Specific beneficiaries are:

-Mineral Resources industry: Sulphide minerals host a large fraction of the crustal budget of economically important elements, including many of the critical raw materials identified by both NERC ('Sustainable use of Natural Resources' Theme) and the EU ('EU-14 Critical Raw Materials') as those on which the European (and in fact the global) economy depends upon, but which might be at risk of supply disruptions. Island arcs host the largest copper deposits in the world as well as large quantities of the important sulphide minerals for extraction of lead, zinc and gold, among others. Fundamental understanding of the creation and maturation of the volcanic arc environments in comparison to the precursor oceanic crust and mantle will help understand the conditions and circumstances leading to formation of sulphide deposits and the accumulation of the related economically important elements. How are these elements transported, stored and distributed in the arc crust is often the key for finding and successfully exploring commercially important mineral resources. I envision the biggest impact to be achieved by publishing the results of my findings in journals shown to have impact in the mining industry and to disseminate knowledge to people currently employed by the mineral industry at international scientific conferences such as the AGU and IAVCEI. I plan to speak directly with representatives from the mineral industry, who Univ. of Leeds is very well connected with via its "Minerals Pathway" degree (http://www.see.leeds.ac.uk/admissions-and-study/undergraduate-degrees/career-paths/pathways/minerals). Recently my institute hosted a workshop on this topic related to the rare metals and planning of consortium within the scope of NERC call "Security of Supply (SoS) of Minerals. I plan to report my findings for IBM at their next meetings and become involved. I shall promote the importance of the links between mineral deposits and the understanding of arc volcanic basement evolution. A talk to the Leeds Student Society of Economic Geologists (SEG) will also be arranged.

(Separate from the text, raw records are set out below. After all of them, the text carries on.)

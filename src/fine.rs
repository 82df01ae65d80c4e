//! A fine-grained, per-bucket-lock chained hash table.
//!
//! Each bucket owns its own [`RwLock`](crate::rwlock::RwLock) guarding its
//! chain; a table-wide `RwLock` mediates only the bucket array itself. Every
//! operation holds the table-wide lock in shared (read) mode — it is simply
//! asserting "the bucket array won't be swapped out from under me" — and
//! only growth ever takes it exclusively. This lets unrelated buckets be
//! written concurrently, unlike [`CoarseHashMap`](crate::coarse::CoarseHashMap).

use crate::hash;
use crate::rwlock::RwLock;
use crate::ConcurrentMap;
use std::hash::Hash;
use std::sync::atomic::{AtomicUsize, Ordering};

/// One bucket: a chain protected by its own lock.
struct Bucket<K, V> {
    chain: RwLock<Vec<(K, V)>>,
}

impl<K, V> Bucket<K, V> {
    fn new() -> Bucket<K, V> {
        Bucket {
            chain: RwLock::new(Vec::new()),
        }
    }
}

/// A chained hash table with one reader-writer lock per bucket.
pub struct FineHashMap<K, V> {
    /// The bucket array itself, held in read mode by every ordinary
    /// operation and in write mode only during growth.
    global: RwLock<Vec<Bucket<K, V>>>,
    size: AtomicUsize,
    load_factor: f32,
}

impl<K: Eq + Hash, V> FineHashMap<K, V> {
    fn index_of(buckets: &[Bucket<K, V>], key: &K) -> usize {
        (hash(key) as usize) % buckets.len()
    }

    fn maybe_grow(&self) {
        let size = self.size.load(Ordering::SeqCst);
        let capacity = self.global.read().len();
        if (size as f32) <= self.load_factor * capacity as f32 {
            return;
        }

        let mut global = self.global.write();
        let size = self.size.load(Ordering::SeqCst);
        let old_capacity = global.len();
        if (size as f32) <= self.load_factor * old_capacity as f32 {
            return;
        }

        let new_capacity = old_capacity * 2;
        let mut new_buckets: Vec<Bucket<K, V>> = (0..new_capacity).map(|_| Bucket::new()).collect();

        // No other thread can reach any bucket here: we hold `global`
        // exclusively, so per-bucket locks need not be taken.
        for bucket in global.drain(..) {
            for (key, value) in bucket.chain.into_inner() {
                let idx = (hash(&key) as usize) % new_capacity;
                new_buckets[idx].chain.get_mut().push((key, value));
            }
        }
        *global = new_buckets;

        log::debug!(
            "fine hash table grown from {} to {} buckets",
            old_capacity,
            new_capacity
        );
    }
}

impl<K: Eq + Hash, V> ConcurrentMap<K, V> for FineHashMap<K, V> {
    fn new(capacity: usize, load_factor: f32) -> Self {
        let capacity = capacity.max(1);
        FineHashMap {
            global: RwLock::new((0..capacity).map(|_| Bucket::new()).collect()),
            size: AtomicUsize::new(0),
            load_factor,
        }
    }

    fn get(&self, key: &K) -> Option<V>
    where
        V: Clone,
    {
        let global = self.global.read();
        let idx = Self::index_of(&global, key);
        let chain = global[idx].chain.read();
        chain.iter().find(|(k, _)| k == key).map(|(_, v)| v.clone())
    }

    fn contains(&self, key: &K) -> bool {
        let global = self.global.read();
        let idx = Self::index_of(&global, key);
        let chain = global[idx].chain.read();
        chain.iter().any(|(k, _)| k == key)
    }

    fn insert(&self, key: K, value: V) -> bool {
        let is_new = {
            let global = self.global.read();
            let idx = Self::index_of(&global, &key);
            let mut chain = global[idx].chain.write();
            if chain.iter().any(|(k, _)| *k == key) {
                false
            } else {
                chain.push((key, value));
                true
            }
        };

        if is_new {
            self.size.fetch_add(1, Ordering::SeqCst);
            self.maybe_grow();
        }
        is_new
    }

    fn delete(&self, key: &K) -> bool {
        let global = self.global.read();
        let idx = Self::index_of(&global, key);
        let mut chain = global[idx].chain.write();
        if let Some(pos) = chain.iter().position(|(k, _)| k == key) {
            chain.swap_remove(pos);
            drop(chain);
            drop(global);
            self.size.fetch_sub(1, Ordering::SeqCst);
            true
        } else {
            false
        }
    }

    fn len(&self) -> usize {
        self.size.load(Ordering::SeqCst)
    }
}

#[cfg(test)]
mod tests {
    use super::FineHashMap;
    use crate::ConcurrentMap;
    use std::sync::Arc;
    use std::thread;

    #[test]
    fn sequential_scenario_s1() {
        let map: FineHashMap<i32, i32> = ConcurrentMap::new(16, 0.75);
        for i in 1..=10 {
            assert!(map.insert(i, i));
        }
        assert!(map.delete(&2));
        assert!(map.delete(&6));
        assert!(map.delete(&4));

        assert_eq!(map.get(&1), Some(1));
        assert!(!map.contains(&2));
        assert!(map.contains(&5));
        assert_eq!(map.len(), 7);
    }

    #[test]
    fn growth_scenario() {
        let map: FineHashMap<i32, i32> = ConcurrentMap::new(4, 0.75);
        for i in 1..=10 {
            assert!(map.insert(i, i));
        }
        for i in 1..=10 {
            assert!(map.contains(&i));
        }
    }

    #[test]
    fn insert_is_add_if_absent() {
        let map: FineHashMap<&str, i32> = ConcurrentMap::new(8, 0.75);
        assert!(map.insert("k", 1));
        assert!(!map.insert("k", 2));
        assert_eq!(map.get(&"k"), Some(1));
    }

    /// S3: four threads each insert a disjoint quarter of the key space,
    /// then every thread reads its own quarter back.
    #[test]
    fn parallel_partition_scenario_s3() {
        const NUM: i32 = 4000;
        let map = Arc::new(FineHashMap::<i32, i32>::new(8, 0.75));
        let mut joins = Vec::new();

        for t in 0..4 {
            let map = map.clone();
            joins.push(thread::spawn(move || {
                let quarter = NUM / 4;
                for i in t * quarter..(t + 1) * quarter {
                    assert!(map.insert(i, i));
                }
                for i in t * quarter..(t + 1) * quarter {
                    assert_eq!(map.get(&i), Some(i));
                }
            }));
        }

        for j in joins {
            j.join().unwrap();
        }

        assert_eq!(map.len() as i32, NUM);
    }
}
//! The semantic analysis record.

use serde::Serialize;

use crate::parse::TtlSource;

/// A single extracted field: a concrete value or an explicit unknown.
///
/// Fields are never absent/null internally, so presentation code does not
/// branch on missing-vs-empty; the `Display` form of `Unknown` is the
/// literal `unknown`. Serializes as the string value or JSON `null`.
#[derive(Debug, Clone, PartialEq, Eq, Serialize)]
#[serde(untagged)]
pub enum Field {
    /// A concrete value captured from the headers
    Known(String),
    /// The source header was absent or unparseable
    Unknown,
}

impl Field {
    /// Wraps an optional header value, trimming nothing.
    pub fn from_opt(value: Option<&str>) -> Self {
        match value {
            Some(v) => Field::Known(v.to_string()),
            None => Field::Unknown,
        }
    }

    /// Returns the concrete value, if known.
    pub fn as_known(&self) -> Option<&str> {
        match self {
            Field::Known(v) => Some(v),
            Field::Unknown => None,
        }
    }

    /// Returns true when a concrete value was captured.
    pub fn is_known(&self) -> bool {
        matches!(self, Field::Known(_))
    }
}

impl std::fmt::Display for Field {
    fn fmt(&self, f: &mut std::fmt::Formatter<'_>) -> std::fmt::Result {
        match self {
            Field::Known(v) => write!(f, "{v}"),
            Field::Unknown => write!(f, "unknown"),
        }
    }
}

impl From<Option<String>> for Field {
    fn from(value: Option<String>) -> Self {
        match value {
            Some(v) => Field::Known(v),
            None => Field::Unknown,
        }
    }
}

/// Which Akamai network served the response.
///
/// Derived from the `X-Akamai-Staging` header: the staging network announces
/// itself with the value `ESSL`; everything else is production. Never
/// unknown — absence of the header means production.
#[derive(Debug, Clone, Copy, PartialEq, Eq, Serialize)]
pub enum AkamaiNetwork {
    /// The production edge network
    Production,
    /// The staging edge network (ESSL)
    Staging,
}

impl std::fmt::Display for AkamaiNetwork {
    fn fmt(&self, f: &mut std::fmt::Formatter<'_>) -> std::fmt::Result {
        match self {
            AkamaiNetwork::Production => write!(f, "Production"),
            AkamaiNetwork::Staging => write!(f, "Staging"),
        }
    }
}

/// The semantic result of analyzing one response's headers.
///
/// Constructed once per fetch by [`extract`](crate::analysis::extract),
/// annotated once by [`resolve_ttl`](crate::analysis::resolve_ttl), then
/// treated as immutable until discarded after rendering.
#[derive(Debug, Clone, Serialize)]
pub struct AnalysisRecord {
    /// First token of `X-Cache` (e.g. `TCP_HIT`)
    pub cache_status: Field,
    /// Edge hostname after the `from` marker in `X-Cache`
    pub cache_server_hostname: Field,
    /// Edge cacheability decision (`X-Check-Cacheable`)
    pub cacheability: Field,
    /// Cache key (`X-Cache-Key`)
    pub cache_key: Field,
    /// Untransformed cache key (`X-True-Cache-Key`)
    pub true_cache_key: Field,
    /// Serving edge machine ID (`X-Cache-Server`)
    pub edge_server_id: Field,
    /// Edge configuration serial number (`X-Serial`)
    pub serial_number: Field,
    /// Akamai request ID (`X-Akamai-Request-ID`)
    pub request_id: Field,
    /// Originating client IP, first of the proxy chain
    pub client_ip: Field,
    /// Geo-located client city (session info)
    pub client_city: Field,
    /// Geo-located client country (session info)
    pub client_country: Field,
    /// Origin server identifier (`X-Origin-Server`)
    pub origin_server: Field,
    /// Edge-to-midgress RTT in ms (`X-EdgeConnect-MidMile-RTT`)
    pub midmile_rtt: Field,
    /// Edge-to-origin latency in ms (`X-EdgeConnect-Origin-MEX-Latency`)
    pub origin_latency: Field,
    /// Response `Date`
    pub date: Field,
    /// Response `Content-Type`
    pub content_type: Field,
    /// Response `Content-Length`
    pub content_length: Field,
    /// Response `Last-Modified`
    pub last_modified: Field,
    /// Response `ETag`
    pub etag: Field,
    /// Response `Expires`
    pub expires: Field,
    /// Response `Cache-Control`
    pub cache_control: Field,
    /// Response `Vary`
    pub vary: Field,
    /// Which Akamai network served the response
    pub akamai_network: AkamaiNetwork,
    /// Property (delivery configuration) name (session info)
    pub property_name: Field,
    /// Property version (session info)
    pub property_version: Field,
    /// Forward URL the edge rewrote to (session info)
    pub fwd_url: Field,
    /// SureRoute enablement flag (session info, `true`/`false`)
    pub sureroute_enabled: Field,
    /// Tiered distribution enablement flag (session info, `true`/`false`)
    pub tiered_distribution_enabled: Field,
    /// Origin-declared TTL in seconds, once resolved
    pub origin_ttl_seconds: Option<u64>,
    /// Provenance of the origin TTL
    pub origin_ttl_source: TtlSource,
    /// TTL token embedded in the cache key, when present
    pub cache_key_ttl: Option<String>,
}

-Schools and Universities: The plate tectonic cycle and the initiation and maturation of island arcs are fundamental to planet habitability but are also important in terms of natural hazards, mineral resources and Earth processes. I believe there is an opportunity to use IODP research in the IBM as the perfect tool for demonstrating the interconnectedness of Earth processes and how they can affect us. How the Earth's mantle can transition and change so fundamentally in order to give birth to the volcanoes of the very active "Pacific Ring of Fire"? Please see our "Pathways for Impact" statement on how this can be achieved with the use of the IODP and University of Leeds infrastructure.

-Hazard Prediction & Prevention Centers /Volcano Observatories/Insurance Industry: What are the hazards related to the maturation of the arc volcanism? How understanding of the IBM arc evolution may lead to better hazard predictions? Because my results will be directly linked to important parameters used by the volcanic hazard evaluations (eruption frequencies, eruption styles- above versus below sea level, distribution and properties of the volcanic ash, volcano explosiveness, volcanic regional structure and longevity of eruptive vents, etc.) I think my study will have direct impact on the models of volcanic hazards in the W. Pacific and more specifically in Japan. The best way for impact is for my science to be communicated at international scientific meetings that organise sessions dedicated on volcanic hazards. I plan to attend the IAVCEI General Assembly' 2015 in Prague. This is the largest volcanological congress and I feel it will be an excellent exposure for my research findings to be noticed by volcanic hazard modellers and representatives of volcano observatories and the insurance industry (who usually attend the IAVCEI meetings).